(Reprise, 1999)

En su tercer disco el grupo de Jeff Tweedy demostró encontrarse en pleno crecimiento, en mutación constante, en una mejora continuada. "Summerteeth" supone su introducción al pop, o más bien la manifestación sin vergüenzas de la melodía que Tweedy parece llevar en la sangre, para construir un maravilloso álbum, de profunda sentimentalidad, que seduce discretamente y durante un largo periodo de tiempo. En él se descubren cosas continuamente, pese a parecer en un análisis superficial el disco "Beatle" donde "A.M" y "Being There" eran discos "Stones".

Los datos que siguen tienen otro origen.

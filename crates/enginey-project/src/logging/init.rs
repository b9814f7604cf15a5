use std::sync::Once;

/// Logger configuration.
///
/// `env_filter` follows the `env_logger` filter syntax (e.g. "warn",
/// "enginey_yscript=debug,enginey_project=info").
#[derive(Debug, Clone)]
pub struct LoggingConfig {
    pub env_filter: Option<String>,
    pub write_style: env_logger::WriteStyle,
}

impl Default for LoggingConfig {
    fn default() -> Self {
        Self {
            env_filter: None,
            write_style: env_logger::WriteStyle::Auto,
        }
    }
}

impl LoggingConfig {
    pub fn with_filter(filter: impl Into<String>) -> Self {
        Self { env_filter: Some(filter.into()), ..Self::default() }
    }
}

static INIT: Once = Once::new();

/// Installs the global logger. Later calls are no-ops.
pub fn init_logging(config: LoggingConfig) {
    INIT.call_once(|| {
        let mut builder = env_logger::Builder::new();

        if let Some(filter) = config.env_filter {
            builder.parse_filters(&filter);
        } else if let Ok(filter) = std::env::var("RUST_LOG") {
            builder.parse_filters(&filter);
        } else {
            builder.filter_level(log::LevelFilter::Info);
        }

        builder.write_style(config.write_style);

        // Diagnostics go to stderr so dumps on stdout stay clean.
        builder.target(env_logger::Target::Stderr);

        if builder.try_init().is_err() {
            log::warn!("a global logger was already installed");
            return;
        }

        log::debug!("logging initialized");
    });
}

El sonido de marca de Wilco cambia, al retroceder las guitarras y dar paso a una proliferación exuberante y deliciosa de teclados (pianos, órganos y sintetizadores), que incrementan el cada vez más preponderante papel de Jay Bennett dentro de la banda. Además de los teclados, otros arreglos tan acertados como los vientos del final de "Pieholden Suite" que remiten a "Penny Lane", pero que al acompañarse de un banjo desconciertan de un modo encantador, o esos teclados reproducidos a la inversa de "How To Fight Lonliness" que te traspasan como un soplo de desconcertante viento helado ayudan a la consecución (autoproducida) de un "wall of sound" que remite más a Phil Spector y los Beatles que al "Pet Sounds".

"Summerteeth" parece contar una historia de una manara críptica, sin mostrar las cartas. Pero lo que sí que está claro es que tiene algo de accidentado viaje interior a través del estado anímico y sentimental del protagonista (que puede no ser el autor), una de esas aventuras que contienen el auténtico peligro y la verdadera recompensa. Éste comienza el disco en un estado de ansiedad y confusión ante sus sentimientos ("Can´t Stand It") y va acumulando rabia y frustración. Hasta que todo se resuelve en el nudo gordiano del disco en su parte central, la más brillante, en donde de la derrota más absoluta de la magistral "How To Fight Lonliness", intenta escapar mediante el instinto vengativo que muestra al principio de "Via Chicago" ("Soñé con asesinarte esta noche de nuevo, y me pareció bien") para retornar al cansancio más devastador del final (con esa magistral mezcla de las dos versiones del tema, la eléctrica por debajo de la acústica, en la que Tweedy queda desnudo ante la adversidad). Pero el entusiasta y bienintencionado arrepentimiento de "ELT" ("Cuanto me he estado perdiendo desando que estuvieses muerta") le redime finalmente. Y a partir el resto del álbum es un placentero discurrir por los meandros de un alma cada vez más en paz consigo misma.

Es increíble lo conmovedor del disco, la capacidad empática que posee, la profundidad de su enfoque, realistamente ambiguo, humanamente confuso. Esto unido a que es el primero en ser firmado en autoría colectiva por la banda, a su brillantez sutil, a lo distinto que es de los precedentes a la par que coherente con una carrera en constante progresión hacen del futuro de Wilco algo más que una brillante promesa. Es una cegadora certeza de placeres insospechados.